Мир муратовского фильма — это мир, в котором все преобразуется в картину, куклу или зеркальное отражение. В таком мире невозможны подлинные взаимопроникновение, контакт, любовь (кроме нарциссического самолюбования), но возможны подчинение и даже убийство. Между миром и человеком, как между миром и картиной, всегда существует дистанция, непроходимая пропасть. Отношения здесь — это отношения между картиной и субъектом, которые в полной мере определяют, подчиняют друг друга. Субъект возникает в европейской традиции (у Канта) как инстанция, способная синтезировать воедино ощущения, схемы воображения и понятия. Иными словами, субъект возникает как нечто, способное синтезировать из множества некую единую картину.

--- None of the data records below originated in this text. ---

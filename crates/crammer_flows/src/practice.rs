//! Practice exam paper flow.

use crate::quiz::{QuizQuestion, practice_quiz_schema};
use crate::support::decode;
use crammer_client::{CrammerDriver, Generator};
use crammer_core::{GenerateRequest, RetryPolicy};
use crammer_error::GenerationError;
use crammer_schema::{Field, Schema};
use serde::{Deserialize, Serialize};
use tracing::instrument;

/// Question difficulty levels.
#[derive(
    Debug,
    Clone,
    Copy,
    PartialEq,
    Eq,
    Serialize,
    Deserialize,
    strum::Display,
    strum::EnumString,
)]
#[serde(rename_all = "lowercase")]
#[strum(serialize_all = "lowercase")]
pub enum Difficulty {
    Easy,
    Medium,
    Hard,
}

/// Input for a practice paper.
#[derive(Debug, Clone, PartialEq, Serialize, Deserialize)]
pub struct PracticeQuestionsInput {
    /// Comma-separated topics, e.g. "B1: Cell Biology, B4: Bioenergetics"
    pub topic: String,
    /// Paper difficulty
    pub difficulty: Difficulty,
    /// Summary of the student's performance and weak areas
    pub performance_summary: String,
    /// Number of questions to generate (1-10)
    pub question_count: u8,
}

/// A generated practice paper.
#[derive(Debug, Clone, PartialEq, Serialize, Deserialize)]
pub struct PracticePaper {
    /// The mixed-type questions
    pub questions: Vec<QuizQuestion>,
}

fn practice_schema() -> Schema {
    Schema::object([
        Field::required("questions", Schema::array(practice_quiz_schema(6)))
            .describe("An array of practice questions."),
    ])
}

fn practice_prompt(input: &PracticeQuestionsInput, question_count: u8) -> String {
    format!(
        r#"You are an expert GCSE examiner. Your task is to create a practice exam paper.
You MUST generate {question_count} practice questions on the following topics: {topic}.
The difficulty of the paper should be {difficulty}.

Crucially, the questions you generate should be based on the style and content of real past exam papers.

You MUST generate a mix of different question types. Include 'multiple-choice', 'written-question' and 'fill-in-the-gaps' questions to create a varied mock exam paper.
Ensure some of the written questions are for higher marks (4-6 marks) to properly challenge the student.

The user has provided the following context, but you should prioritize generating questions based on the selected topics:
User Context: {performance_summary}"#,
        topic = input.topic,
        difficulty = input.difficulty,
        performance_summary = input.performance_summary,
    )
}

/// Generate a mixed practice paper tailored to the student.
#[instrument(skip(generator, input), fields(difficulty = %input.difficulty, count = input.question_count))]
pub async fn generate_practice_questions<D: CrammerDriver>(
    generator: &Generator<D>,
    input: &PracticeQuestionsInput,
) -> Result<PracticePaper, GenerationError> {
    let question_count = input.question_count.clamp(1, 10);
    let request =
        GenerateRequest::prompt(practice_prompt(input, question_count), practice_schema());
    let value = generator.generate(&request, &RetryPolicy::default()).await?;
    decode(value)
}

#[cfg(test)]
mod tests {
    use super::*;
    use std::str::FromStr;

    #[test]
    fn difficulty_round_trips_as_lowercase() {
        assert_eq!(Difficulty::Medium.to_string(), "medium");
        assert_eq!(Difficulty::from_str("hard").unwrap(), Difficulty::Hard);
        let encoded = serde_json::to_string(&Difficulty::Easy).unwrap();
        assert_eq!(encoded, "\"easy\"");
    }
}
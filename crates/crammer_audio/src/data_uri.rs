//! Audio data-URI encoding and decoding.
//!
//! The backend delivers raw speech audio as a data URI whose payload
//! segment (everything after the first comma) is base64-encoded PCM.
//! Finished WAV audio travels back to callers the same way, as
//! `data:audio/wav;base64,<payload>`.

use base64::Engine as _;
use base64::engine::general_purpose::STANDARD;
use crammer_error::{AudioError, AudioErrorKind};

/// Prefix of every WAV artifact handed back to callers.
pub const WAV_DATA_URI_PREFIX: &str = "data:audio/wav;base64,";

/// Wrap finished WAV bytes as a `data:audio/wav;base64,` URI.
///
/// # Examples
///
/// ```
/// use crammer_audio::wrap_wav_data_uri;
///
/// let uri = wrap_wav_data_uri(b"RIFF");
/// assert!(uri.starts_with("data:audio/wav;base64,"));
/// ```
pub fn wrap_wav_data_uri(wav: &[u8]) -> String {
    format!("{WAV_DATA_URI_PREFIX}{}", STANDARD.encode(wav))
}

/// Decode the payload segment of a data URI.
///
/// Splits at the first comma and base64-decodes the remainder, exactly
/// as the backend's media URIs are laid out. The scheme and media type
/// ahead of the comma are not interpreted.
///
/// # Errors
///
/// Fails if the URI has no comma or the payload is not valid base64.
pub fn decode_data_uri_payload(uri: &str) -> Result<Vec<u8>, AudioError> {
    let (_, payload) = uri.split_once(',').ok_or_else(|| {
        AudioError::new(AudioErrorKind::DataUri(
            "no comma separating the payload segment".to_string(),
        ))
    })?;
    STANDARD
        .decode(payload)
        .map_err(|e| AudioError::new(AudioErrorKind::Base64Decode(e.to_string())))
}

#[cfg(test)]
mod tests {
    use super::*;

    #[test]
    fn round_trips_payload_bytes() {
        let bytes = b"\x00\x01\x02\xff".to_vec();
        let uri = format!("data:audio/pcm;base64,{}", STANDARD.encode(&bytes));
        assert_eq!(decode_data_uri_payload(&uri).unwrap(), bytes);
    }

    #[test]
    fn splits_at_first_comma_only() {
        // A payload containing no commas itself; the split must not
        // consume anything past the first separator.
        let uri = format!("data:audio/pcm;rate=24000;base64,{}", STANDARD.encode(b"pcm"));
        assert_eq!(decode_data_uri_payload(&uri).unwrap(), b"pcm");
    }

    #[test]
    fn missing_comma_is_an_error() {
        let err = decode_data_uri_payload("data:audio/pcm;base64").unwrap_err();
        assert!(matches!(err.kind(), AudioErrorKind::DataUri(_)));
    }

    #[test]
    fn invalid_base64_is_an_error() {
        let err = decode_data_uri_payload("data:audio/pcm;base64,!!!").unwrap_err();
        assert!(matches!(err.kind(), AudioErrorKind::Base64Decode(_)));
    }

    #[test]
    fn wrap_uses_the_wav_prefix() {
        let uri = wrap_wav_data_uri(b"RIFFdata");
        let decoded = decode_data_uri_payload(&uri).unwrap();
        assert_eq!(decoded, b"RIFFdata");
        assert!(uri.starts_with(WAV_DATA_URI_PREFIX));
    }
}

Но эта единая картина (объект), в свою очередь, обеспечивает единство и наличие субъекта. Зеркало порождается субъектом, который, в свою очередь, создает зеркало. Хайдеггер писал о том, что у греков и в Средние века мир не был картиной, которой он становится в Новое время. Смысл этого превращения мира в картину выражен в слове repraesentatio:
Представить означает тут: поместить перед собой наличное как нечто противо-стоящее, соотнести с собой, представляющим, и понудить войти в это отношение к себе как в определяющую область. Где такое происходит, там человек составляет себе картину сущего. Составляя себе такую картину, однако, человек и самого себя выводит на сцену, на которой сущее должно впредь представлять, показывать себя, то есть быть картиной[485].
Но поскольку человек становится картиной, он утрачивает свою сущность или, вернее, обретает свою новую сущность в repraesentatio. Мир становится театром, а человек — актером в нем. В фильмах Муратовой практически нет психологически сложных «людей», но есть персонажи. В этом смысле все ее фильмы имеют в подтексте театр, который лишь в «Двух в одном», наконец, становится главным местом действия.

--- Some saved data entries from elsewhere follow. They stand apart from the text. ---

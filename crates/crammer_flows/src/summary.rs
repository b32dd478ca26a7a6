//! Topic summary and glossary flows.

use crate::support::decode;
use crammer_client::{CrammerDriver, Generator};
use crammer_core::{GenerateRequest, RetryPolicy};
use crammer_error::GenerationError;
use crammer_schema::{Field, Schema};
use serde::{Deserialize, Serialize};
use tracing::instrument;

/// Input for a topic summary.
#[derive(Debug, Clone, PartialEq, Serialize, Deserialize)]
pub struct TopicSummaryInput {
    /// The topic to summarize
    pub topic: String,
}

/// A generated revision summary.
#[derive(Debug, Clone, PartialEq, Serialize, Deserialize)]
pub struct TopicSummary {
    /// HTML-formatted summary text
    pub summary: String,
}

/// Input for a glossary entry.
#[derive(Debug, Clone, PartialEq, Serialize, Deserialize)]
pub struct GlossaryEntryInput {
    /// The term to define
    pub term: String,
}

/// A generated glossary entry.
#[derive(Debug, Clone, PartialEq, Serialize, Deserialize)]
pub struct GlossaryEntry {
    /// A clear, concise explanation of the term
    pub explanation: String,
}

fn summary_schema() -> Schema {
    Schema::object([Field::required("summary", Schema::non_empty_string())
        .describe("A summary of the topic, formatted with HTML for rich text display.")])
}

fn summary_prompt(topic: &str) -> String {
    format!(
        r#"You are an expert GCSE tutor creating a revision guide summary for a student.

Your task is to provide a detailed and comprehensive summary for the given topic, focusing only on the most crucial, must-know information from the syllabus. The summary should be clear, concise, and easy to understand. The output MUST be a single string containing valid HTML.

Please structure the summary logically into the following three sections, using HTML tags:
1. <h2>Key People</h2>: Use a <ul> with <li> for each person, detailing their significance.
2. <h2>Key Events</h2>: Use a <ul> with <li> for each event, explaining what happened and why it was important.
3. <h2>Key Dates</h2>: Use a <ul> with <li> for each key date, briefly stating the event.

Crucially, you MUST wrap all key terms, people, and dates in <strong> tags to make them bold.

Do not include conversational filler. Get straight to the point, but ensure the explanations are thorough enough for a student to revise from.

Topic: {topic}"#
    )
}

/// Generate a revision summary for a topic.
#[instrument(skip(generator, input), fields(topic = %input.topic))]
pub async fn provide_topic_summary<D: CrammerDriver>(
    generator: &Generator<D>,
    input: &TopicSummaryInput,
) -> Result<TopicSummary, GenerationError> {
    let request = GenerateRequest::prompt(summary_prompt(&input.topic), summary_schema());
    let value = generator.generate(&request, &RetryPolicy::default()).await?;
    decode(value)
}

/// Generate a glossary entry for a term.
///
/// Delegates to the topic summary flow; a glossary entry is a summary
/// of a single term.
#[instrument(skip(generator, input), fields(term = %input.term))]
pub async fn generate_glossary_entry<D: CrammerDriver>(
    generator: &Generator<D>,
    input: &GlossaryEntryInput,
) -> Result<GlossaryEntry, GenerationError> {
    let summary = provide_topic_summary(generator, &TopicSummaryInput {
        topic: input.term.clone(),
    })
    .await?;
    Ok(GlossaryEntry {
        explanation: summary.summary,
    })
}
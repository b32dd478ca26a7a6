//! Written-answer grading flow.

use crate::support::decode;
use crammer_client::{CrammerDriver, Generator};
use crammer_core::{GenerateRequest, RetryPolicy};
use crammer_error::GenerationError;
use crammer_schema::{Field, Schema};
use serde::{Deserialize, Serialize};
use tracing::instrument;

/// Input for grading a student's written answer.
#[derive(Debug, Clone, PartialEq, Serialize, Deserialize)]
pub struct GradeWrittenAnswerInput {
    /// The exam question that was asked
    pub question: String,
    /// Marks the question is worth
    pub marks: u8,
    /// The student's answer
    pub user_answer: String,
    /// The detailed mark scheme or model answer
    pub mark_scheme: String,
}

/// Feedback and marks for a written answer.
#[derive(Debug, Clone, PartialEq, Serialize, Deserialize)]
pub struct GradedAnswer {
    /// Constructive HTML feedback walking through the marking points
    pub feedback: String,
    /// Marks awarded, never exceeding the marks available
    #[serde(rename = "marksAwarded")]
    pub marks_awarded: u8,
}

/// The awarded marks are bounded by the marks available, so the schema
/// is built per request.
fn grading_schema(marks: u8) -> Schema {
    Schema::object([
        Field::required("feedback", Schema::non_empty_string()).describe(
            "Detailed, constructive feedback for the student, formatted as HTML, explaining which marking points were hit and which were missed.",
        ),
        Field::required("marksAwarded", Schema::integer_range(0, i64::from(marks)))
            .describe("The number of marks awarded for the answer."),
    ])
}

fn grading_prompt(input: &GradeWrittenAnswerInput) -> String {
    format!(
        r#"You are an expert GCSE examiner with a friendly and encouraging tone. Your task is to mark a student's answer against the provided mark scheme.

You must provide detailed, constructive feedback formatted in HTML. Do not just say if the answer is right or wrong. Explain *why*.

Your feedback should follow this structure:
1. Start with a positive and encouraging opening.
2. Create a <ul> list. For each point in the mark scheme, create a <li>.
3. Inside each <li>, state the marking point. Then, say whether the student's answer achieved this point. Use a "✅" emoji if they got the point and a "❌" if they missed it.
4. Provide a brief quote or explanation of why they did or did not get the mark.
5. After the list, provide a summary of how they could improve.
6. Finally, determine the total marks awarded.

Here is the information:
Question: "{question}"
Marks available: {marks}
Mark Scheme: "{mark_scheme}"
Student's Answer: "{user_answer}""#,
        question = input.question,
        marks = input.marks,
        mark_scheme = input.mark_scheme,
        user_answer = input.user_answer,
    )
}

/// Grade a student's written answer against a mark scheme.
#[instrument(skip(generator, input), fields(marks = input.marks))]
pub async fn grade_written_answer<D: CrammerDriver>(
    generator: &Generator<D>,
    input: &GradeWrittenAnswerInput,
) -> Result<GradedAnswer, GenerationError> {
    let request = GenerateRequest::prompt(grading_prompt(input), grading_schema(input.marks));
    let value = generator.generate(&request, &RetryPolicy::default()).await?;
    decode(value)
}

Бедный, похожий на неандертальца, изображающий Гамлета, дегенеративный рабочий сцены Витек со своих театральных небес убивает Бориску, который, между прочим, в последнее мгновение жизни пытается отодрать с пола наклеенный на доски крест (среди прочего — маркировка мишени, знак судьбы). Глуповато похохатывающая вагоновожатая Алиса, дурашливая кукла, картинка становится «женщиной жизни», идолом и получает власть над неудавшимся дьяволом. Но все это имеет характер представления — repraesentatio. Идол — это утверждение фиктивного присутствия, наличия — и в такой форме он являет себя в конце «Женщины жизни». Картина, по мнению Хайдеггера, — это нечто, заслоняющее истинное движение бытия фетишем присутствия, наличия. Андрей Андреевич может бесконечно любоваться копиями своих картин именно потому, что жизнь в них остановлена в фикции вечного присутствия, почти неотличимой от смерти. Но это присутствие отнюдь не невинно. Часто оно сопровождается насилием, которого не ждешь от фикции. Но именно потому, что фикция является фикцией, картинкой, она стремится утверждать себя с пугающей силой. Жан-Люк Нанси заметил, что изображение спорит с вещью за присутствие.
В изображении, или в качестве изображения, и только таким образом, вещь — будь то неодушевленная вещь или человек — позиционируется как субъект. Вещь представляет себя[486].
Только в качестве изображения вещь или человек могут сделать свое присутствие активным, явить себя в энергии самоутверждения, как это бывает в театре или в кино. Такое умение репрезентации насильственно быть выходит за рамки пустой видимости[487]. «Реальность» у Муратовой проступает в жесте персонажа, картинки, куклы — способных убить, унизить, завладеть.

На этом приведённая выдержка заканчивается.